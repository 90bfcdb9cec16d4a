mod action_kit;
mod analytics;
pub mod realtime;

pub use action_kit::ActionKitClient;
pub use analytics::AnalyticsClient;
pub use realtime::RealtimeClient;

use crate::config::AdapterClientConfig;
use crate::error::Result;
use std::sync::Arc;

/// Bundles one client per adapter family behind a single handle, built from
/// `AdapterClientConfig`. The router selects *which instance* to use via
/// `AdapterRegistry`; this just owns the concrete transports that
/// instances' ids resolve to once selected.
pub struct AdapterClients {
    pub action_kit: ActionKitClient,
    pub analytics: AnalyticsClient,
    pub realtime: Arc<RealtimeClient>,
}

impl AdapterClients {
    pub fn new(config: &AdapterClientConfig) -> Result<Self> {
        let action_kit = ActionKitClient::new(config.action_kit_base_url.clone(), config.request_timeout_ms)?;
        let analytics = AnalyticsClient::new(config.analytics_base_url.clone(), config.request_timeout_ms)?;
        let realtime = Arc::new(RealtimeClient::new(config.realtime_url.clone()));
        Arc::clone(&realtime).spawn();

        Ok(Self {
            action_kit,
            analytics,
            realtime,
        })
    }
}
use super::health::{tracker_for, HealthTracker};
use crate::config::RegistryConfig;
use crate::constants::{LOAD_WEIGHT_ACTIVE_TASKS, LOAD_WEIGHT_ERROR_RATE, LOAD_WEIGHT_LATENCY_MS};
use crate::error::{OrchestratorError, Result};
use crate::events::{Event, EventBus};
use crate::models::{AgentRecord, AgentStatus, AgentType, LoadBalancingStrategy, LoadMetrics, LoadMetricsDelta};
use crate::router::actions_match;
use std::collections::HashMap;
use std::future::Future;
use std::sync::atomic::{AtomicUsize, Ordering};
use std::sync::Arc;
use std::time::Duration;
use tokio::sync::RwLock;
use tokio::task::JoinHandle;
use tracing::{debug, info, warn};

struct Entry {
    record: AgentRecord,
    metrics: LoadMetrics,
    capability_weight: f64,
    health: Arc<HealthTracker>,
}

/// Owns every registered agent's identity, capabilities, status, and load
/// metrics. The sole writer of agent health (spec Open Question 4): the
/// router holds a read-only handle and never mutates an entry here.
pub struct AgentRegistry {
    entries: Arc<RwLock<HashMap<String, Entry>>>,
    events: EventBus,
    config: RegistryConfig,
    strategy: LoadBalancingStrategy,
    round_robin_cursor: AtomicUsize,
    monitor: RwLock<Option<JoinHandle<()>>>,
}

impl AgentRegistry {
    pub fn new(config: RegistryConfig, events: EventBus) -> Self {
        Self {
            entries: Arc::new(RwLock::new(HashMap::new())),
            events,
            config,
            strategy: LoadBalancingStrategy::default(),
            round_robin_cursor: AtomicUsize::new(0),
            monitor: RwLock::new(None),
        }
    }

    /// Selection strategy `find_best` scores eligible candidates with (spec
    /// section 6's `loadBalancing`); defaults to `CapabilityBased`.
    pub fn with_strategy(mut self, strategy: LoadBalancingStrategy) -> Self {
        self.strategy = strategy;
        self
    }

    pub async fn register(&self, record: AgentRecord) -> Result<()> {
        let mut entries = self.entries.write().await;
        if entries.contains_key(&record.id) {
            return Err(OrchestratorError::DuplicateId(record.id.clone()));
        }
        info!(agent_id = %record.id, agent_type = ?record.agent_type, "registering agent");
        let health = tracker_for(&self.config);
        entries.insert(
            record.id.clone(),
            Entry {
                record,
                metrics: LoadMetrics::default(),
                capability_weight: 0.0,
                health,
            },
        );
        Ok(())
    }

    pub async fn deregister(&self, agent_id: &str) -> Result<()> {
        let mut entries = self.entries.write().await;
        entries
            .remove(agent_id)
            .map(|_| ())
            .ok_or_else(|| OrchestratorError::NoHandler(agent_id.to_string()))
    }

    pub async fn get(&self, agent_id: &str) -> Option<AgentRecord> {
        self.entries.read().await.get(agent_id).map(|e| e.record.clone())
    }

    pub async fn all(&self) -> Vec<AgentRecord> {
        self.entries.read().await.values().map(|e| e.record.clone()).collect()
    }

    pub async fn of_type(&self, agent_type: AgentType) -> Vec<AgentRecord> {
        self.entries
            .read()
            .await
            .values()
            .filter(|e| e.record.agent_type == agent_type)
            .map(|e| e.record.clone())
            .collect()
    }

    pub async fn set_capability_weight(&self, agent_id: &str, weight: f64) -> Result<()> {
        let mut entries = self.entries.write().await;
        let entry = entries
            .get_mut(agent_id)
            .ok_or_else(|| OrchestratorError::NoHandler(agent_id.to_string()))?;
        entry.capability_weight = weight;
        Ok(())
    }

    pub async fn transition_status(&self, agent_id: &str, next: AgentStatus) -> Result<()> {
        let mut entries = self.entries.write().await;
        let entry = entries
            .get_mut(agent_id)
            .ok_or_else(|| OrchestratorError::NoHandler(agent_id.to_string()))?;
        let previous = entry.record.status;
        entry.record.apply_transition(next)?;
        drop(entries);
        self.events.emit(Event::AgentStatusChanged {
            agent_id: agent_id.to_string(),
            from: previous,
            to: next,
        });
        Ok(())
    }

    pub async fn apply_load_delta(&self, agent_id: &str, delta: LoadMetricsDelta) -> Result<()> {
        let mut entries = self.entries.write().await;
        let entry = entries
            .get_mut(agent_id)
            .ok_or_else(|| OrchestratorError::NoHandler(agent_id.to_string()))?;
        let metrics = &mut entry.metrics;
        metrics.active_tasks = (metrics.active_tasks as i64 + delta.active_tasks_delta).max(0) as u32;
        if delta.completed {
            metrics.completed_tasks += 1;
        }
        if delta.failed {
            metrics.failed_tasks += 1;
        }
        if let Some(latency) = delta.latency_sample_ms {
            metrics.total_latency_ms += latency;
        }
        debug!(agent_id, active = metrics.active_tasks, "applied load delta");
        Ok(())
    }

    pub async fn load_metrics(&self, agent_id: &str) -> Option<LoadMetrics> {
        self.entries.read().await.get(agent_id).map(|e| e.metrics)
    }

    /// Selects the agent record best suited to handle `action` among every
    /// healthy candidate whose capability matches `action` (case-insensitive
    /// substring, either direction) and whose parameter schema accepts
    /// `params`. A candidate that fails the parameter check does not abort
    /// the scan — it is skipped in favor of any other eligible candidate,
    /// and only reported as `CapabilityMismatch` if it turns out to be the
    /// only kind of near-match found. Eligible candidates are ranked by
    /// `self.strategy` (spec section 6's `loadBalancing`). Returns
    /// `NoAvailable` with up to `MAX_SUGGESTIONS` alternative action names
    /// when no agent's capabilities even mention `action`.
    pub async fn find_best(
        &self,
        agent_type: AgentType,
        action: &str,
        params: &std::collections::HashMap<String, serde_json::Value>,
    ) -> Result<AgentRecord> {
        let entries = self.entries.read().await;
        let mut eligible: Vec<(&Entry, f64)> = Vec::new();
        let mut suggestions: Vec<String> = Vec::new();
        let mut capability_mismatch = false;

        for entry in entries.values() {
            if entry.record.agent_type != agent_type {
                continue;
            }
            if !entry.record.is_healthy() {
                continue;
            }
            let Some(capability) = entry
                .record
                .capabilities
                .iter()
                .find(|c| actions_match(action, &c.action))
            else {
                for c in &entry.record.capabilities {
                    if suggestions.len() < crate::constants::MAX_SUGGESTIONS
                        && !suggestions.contains(&c.action)
                    {
                        suggestions.push(c.action.clone());
                    }
                }
                continue;
            };
            if !capability.accepts(params) {
                capability_mismatch = true;
                continue;
            }
            let score = entry.metrics.active_tasks as f64 * LOAD_WEIGHT_ACTIVE_TASKS
                + entry.metrics.error_rate() * LOAD_WEIGHT_ERROR_RATE
                + entry.metrics.average_latency_ms() * LOAD_WEIGHT_LATENCY_MS
                - entry.capability_weight;
            eligible.push((entry, score));
        }

        if eligible.is_empty() {
            warn!(?agent_type, action, "no available agent for action");
            if capability_mismatch && suggestions.is_empty() {
                return Err(OrchestratorError::CapabilityMismatch(format!(
                    "a {agent_type:?} agent exists for '{action}' but rejects the given parameters"
                )));
            }
            suggestions.truncate(crate::constants::MAX_SUGGESTIONS);
            return Err(OrchestratorError::NoAvailable {
                message: format!("no healthy {agent_type:?} agent can handle '{action}'"),
                suggestions,
            });
        }

        let chosen = match self.strategy {
            LoadBalancingStrategy::CapabilityBased => eligible
                .iter()
                .min_by(|a, b| {
                    a.1.partial_cmp(&b.1)
                        .unwrap_or(std::cmp::Ordering::Equal)
                        .then_with(|| a.0.metrics.active_tasks.cmp(&b.0.metrics.active_tasks))
                        .then_with(|| a.0.record.id.cmp(&b.0.record.id))
                })
                .map(|(entry, _)| *entry)
                .expect("eligible is non-empty"),
            LoadBalancingStrategy::LeastConnections => eligible
                .iter()
                .min_by_key(|(entry, _)| entry.metrics.active_tasks)
                .map(|(entry, _)| *entry)
                .expect("eligible is non-empty"),
            LoadBalancingStrategy::RoundRobin => {
                let index = self.round_robin_cursor.fetch_add(1, Ordering::Relaxed) % eligible.len();
                eligible[index].0
            }
        };

        debug!(agent_id = %chosen.record.id, strategy = ?self.strategy, "selected agent");
        Ok(chosen.record.clone())
    }

    pub fn config(&self) -> &RegistryConfig {
        &self.config
    }

    /// Spawns the periodic health-monitoring loop (spec section 4.1):
    /// every `interval`, `prober` is invoked for each currently-registered
    /// agent id, bounded by `probe_timeout`. A failing or timed-out probe
    /// is recorded against that agent's circuit breaker; once it trips
    /// open the agent's status becomes `Error` and it drops out of
    /// `find_best` until a later probe succeeds. Calling this again
    /// replaces any previously running monitor.
    pub async fn start_health_monitoring<F, Fut>(self: &Arc<Self>, interval: Duration, probe_timeout: Duration, prober: F)
    where
        F: Fn(String) -> Fut + Send + Sync + 'static,
        Fut: Future<Output = Result<bool>> + Send + 'static,
    {
        self.stop_health_monitoring().await;
        let registry = Arc::clone(self);
        let prober = Arc::new(prober);
        let handle = tokio::spawn(async move {
            let mut ticker = tokio::time::interval(interval);
            loop {
                ticker.tick().await;
                let ids: Vec<String> = registry.entries.read().await.keys().cloned().collect();
                for id in ids {
                    let probe = (prober)(id.clone());
                    let outcome = tokio::time::timeout(probe_timeout, probe).await;
                    let healthy = matches!(outcome, Ok(Ok(true)));
                    registry.record_probe_result(&id, healthy).await;
                }
            }
        });
        *self.monitor.write().await = Some(handle);
    }

    pub async fn stop_health_monitoring(&self) {
        if let Some(handle) = self.monitor.write().await.take() {
            handle.abort();
        }
    }

    /// Applies one health-check outcome to `agent_id`'s circuit breaker and
    /// mirrors the result onto its status: a trip to unhealthy moves the
    /// agent to `Error`, a recovered probe moves an `Error` agent back to
    /// `Idle`. Unknown agent ids (e.g. unregistered mid-sweep) are ignored.
    async fn record_probe_result(&self, agent_id: &str, healthy: bool) {
        let tracker = {
            let entries = self.entries.read().await;
            match entries.get(agent_id) {
                Some(entry) => Arc::clone(&entry.health),
                None => return,
            }
        };
        if healthy {
            tracker.record_success().await;
        } else {
            tracker.record_failure().await;
        }
        let now_healthy = tracker.is_usable().await;

        let mut entries = self.entries.write().await;
        let Some(entry) = entries.get_mut(agent_id) else {
            return;
        };
        let next = if !now_healthy {
            AgentStatus::Error
        } else if entry.record.status == AgentStatus::Error {
            AgentStatus::Idle
        } else {
            return;
        };
        let previous = entry.record.status;
        if entry.record.apply_transition(next).is_ok() {
            drop(entries);
            self.events.emit(Event::AgentStatusChanged {
                agent_id: agent_id.to_string(),
                from: previous,
                to: next,
            });
        }
    }
}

## Problem details
Please restate only the opening stretch of the records above: every line from the first through the one containing "instance* to use via", exactly as written.

## Task answer
repository 90bfcdb9cec16d4a
mod action_kit;
mod analytics;
pub mod realtime;

pub use action_kit::ActionKitClient;
pub use analytics::AnalyticsClient;
pub use realtime::RealtimeClient;

use crate::config::AdapterClientConfig;
use crate::error::Result;
use std::sync::Arc;

/// Bundles one client per adapter family behind a single handle, built from
/// `AdapterClientConfig`. The router selects *which instance* to use via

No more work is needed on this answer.